Police Consolidation Not Recommended

Audit committee advises against police merger

A public-safety-service audit presented last week to the City Council Audit and Finance Committee recommends against consolidating the city's auxiliary police services – Park Police, Airport Police, and city marshals – into Austin Police Department operations. Merging the three police services, currently housed under the city's Public Safety and Emergency Management Department, into APD would not only be costly, reads the audit, but also suggests "high likelihood" of a specialized "skill loss" within the three targeted-mission agencies and an overall "mission creep" toward the more generalized focus of APD operations.

Council requested the audit in August 2006, but it took nearly a year to complete the work, undertaken by the city auditor with help from consultants at MGT of America Inc., which specializes in public-safety operations; MGT was paid $315,000 for their work.
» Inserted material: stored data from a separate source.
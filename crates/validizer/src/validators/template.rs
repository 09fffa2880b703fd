//! Positional template matching.
//!
//! A [`Template`] is written as a pattern string: `9` is a digit slot, `X` is
//! a letter slot and every other character is a literal. Input is stripped of
//! everything that is not alphanumeric, checked slot by slot, and re-emitted
//! with the template's literals in place:
//!
//! ```
//! use validizer::foundation::Validate;
//! use validizer::validators::TemplateMatcher;
//!
//! let matcher = TemplateMatcher::parse("X9X-9X9").unwrap();
//! assert_eq!(matcher.validate("a1b 2c3").unwrap(), "A1B-2C3");
//! ```

use std::fmt;
use std::str::FromStr;

use crate::foundation::{ErrorKind, Validate, ValidationError, ValidationResult, strip};

// ============================================================================
// TEMPLATE
// ============================================================================

/// A single position in a [`Template`].
#[derive(Debug, Clone, Copy, PartialEq, Eq, Hash)]
pub enum Slot {
    /// Consumes one ASCII decimal digit.
    Digit,
    /// Consumes one alphabetic character.
    Letter,
    /// Emits a fixed character without consuming input.
    Literal(char),
}

impl Slot {
    fn from_char(c: char) -> Self {
        match c {
            '9' => Self::Digit,
            'X' => Self::Letter,
            other => Self::Literal(other),
        }
    }

    /// Returns `true` if this slot consumes an input character.
    #[must_use]
    pub const fn is_input(self) -> bool {
        !matches!(self, Self::Literal(_))
    }

    fn accepts(self, c: char) -> bool {
        match self {
            Self::Digit => c.is_ascii_digit(),
            Self::Letter => c.is_alphabetic(),
            Self::Literal(_) => false,
        }
    }
}

/// Errors raised while building a [`Template`].
#[derive(Debug, Clone, PartialEq, Eq, thiserror::Error)]
pub enum TemplateError {
    /// The pattern string was empty.
    #[error("template must not be empty")]
    Empty,

    /// The pattern contained only literals.
    #[error("template {0:?} has no digit (9) or letter (X) slots")]
    NoSlots(String),
}

/// An ordered sequence of digit, letter and literal slots.
#[derive(Debug, Clone, PartialEq, Eq, Hash)]
pub struct Template {
    pattern: String,
    slots: Vec<Slot>,
    input_len: usize,
}

impl Template {
    /// Parses a pattern such as `"(999) 999-9999"`.
    pub fn parse(pattern: &str) -> Result<Self, TemplateError> {
        if pattern.is_empty() {
            return Err(TemplateError::Empty);
        }
        let template = Self::from_pattern(pattern);
        if template.input_len == 0 {
            return Err(TemplateError::NoSlots(pattern.to_owned()));
        }
        Ok(template)
    }

    /// Builds a template from a pattern known to contain slots.
    pub(crate) fn from_pattern(pattern: &str) -> Self {
        let slots: Vec<Slot> = pattern.chars().map(Slot::from_char).collect();
        let input_len = slots.iter().filter(|s| s.is_input()).count();
        Self {
            pattern: pattern.to_owned(),
            slots,
            input_len,
        }
    }

    /// Returns the slots in order.
    #[must_use]
    pub fn slots(&self) -> &[Slot] {
        &self.slots
    }

    /// Number of characters expected from stripped input.
    #[must_use]
    pub fn input_len(&self) -> usize {
        self.input_len
    }

    /// Number of characters in a formatted result.
    #[must_use]
    pub fn output_len(&self) -> usize {
        self.slots.len()
    }

    /// Returns `true` if the template has no letter slots.
    #[must_use]
    pub fn is_numeric(&self) -> bool {
        !self.slots.contains(&Slot::Letter)
    }

    /// Returns the original pattern string.
    #[must_use]
    pub fn as_str(&self) -> &str {
        &self.pattern
    }
}

impl FromStr for Template {
    type Err = TemplateError;

    fn from_str(s: &str) -> Result<Self, Self::Err> {
        Self::parse(s)
    }
}

impl fmt::Display for Template {
    fn fmt(&self, f: &mut fmt::Formatter<'_>) -> fmt::Result {
        f.write_str(&self.pattern)
    }
}

// ============================================================================
// TEMPLATE MATCHER
// ============================================================================

/// Validates and reformats input against a [`Template`].
///
/// Every slot is checked even after a failure, so the error message shows the
/// whole input with the template's punctuation applied.
#[derive(Debug, Clone, PartialEq, Eq)]
pub struct TemplateMatcher {
    template: Template,
}

impl TemplateMatcher {
    /// Creates a matcher for an already parsed template.
    #[must_use]
    pub fn new(template: Template) -> Self {
        Self { template }
    }

    /// Parses `pattern` and creates a matcher for it.
    pub fn parse(pattern: &str) -> Result<Self, TemplateError> {
        Template::parse(pattern).map(Self::new)
    }

    /// Returns the template this matcher applies.
    #[must_use]
    pub fn template(&self) -> &Template {
        &self.template
    }

    /// Matches input that has already been stripped to alphanumerics.
    pub fn match_stripped(&self, stripped: &str) -> ValidationResult<String> {
        let expected = self.template.input_len();
        if stripped.chars().count() != expected {
            let unit = if self.template.is_numeric() {
                "digits"
            } else {
                "characters"
            };
            return Err(
                ValidationError::wrong_length("template_length", stripped, expected, unit)
                    .with_param("template", self.template.to_string()),
            );
        }

        let mut chars = stripped.chars();
        let mut output = String::with_capacity(self.template.output_len());
        let mut normalized = String::with_capacity(self.template.output_len());
        let mut mismatched = false;

        for &slot in self.template.slots() {
            match slot {
                Slot::Literal(c) => {
                    output.push(c);
                    normalized.push(c);
                }
                _ => {
                    let Some(c) = chars.next() else { break };
                    if !slot.accepts(c) {
                        mismatched = true;
                    }
                    output.push(c);
                    normalized.push(if slot == Slot::Letter { upper(c) } else { c });
                }
            }
        }

        if mismatched {
            return Err(ValidationError::new(
                ErrorKind::BadCharacter,
                "template_mismatch",
                format!(
                    "{output} does not follow format: {}",
                    self.template.as_str()
                ),
            )
            .with_param("input", output)
            .with_param("template", self.template.to_string()));
        }

        Ok(normalized)
    }
}

/// Upper-cases `c` when its capital form is a single character.
fn upper(c: char) -> char {
    let mut upper = c.to_uppercase();
    match (upper.next(), upper.next()) {
        (Some(u), None) => u,
        _ => c,
    }
}

impl Validate for TemplateMatcher {
    type Input = str;
    type Output = String;

    fn validate(&self, input: &str) -> ValidationResult<String> {
        tracing::trace!(template = %self.template, "matching input against template");
        self.match_stripped(&strip(input))
    }
}

// ============================================================================
// TESTS
// ============================================================================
The audit contains a raft of recommendations to improve operations within PSEM, APD, and the Office of the Police Monitor – indeed, many of the audit recommendations have already been implemented or are in planning stages. Notably, council has already signaled it would move forward with plans to consolidate PSEM with APD by passing in December a resolution that directs city staff to work out the details of a merger during meet-and-confer employment negotiations with the police union, slated to begin today (April 3).

Among the audit highlights: a recommendation Park Police officers use resources for their "core responsibility" of patrolling lakes and parks and pull back from other activities "entirely unrelated" to their core mission – notably, patrolling at the Austin Resource Center for the Homeless (PSEM administration concurs with this suggestion); a recommendation to strengthen the police monitor's "oversight powers" by granting "limited subpoena power" to ensure that the office has access to all documents relevant to investigating formal complaints of officer misconduct (the OPM concurs); a recommendation that the APD consider eliminating its community policing district representative positions (APD does not agree with this); and a recommendation to reduce from nine to just five the so-called "area commands," which divide the city into a series of specifically defined patrol areas (APD does not agree with this, either).

The entire audit can be found online at www.ci.austin.tx.us/auditor/au06118.htm.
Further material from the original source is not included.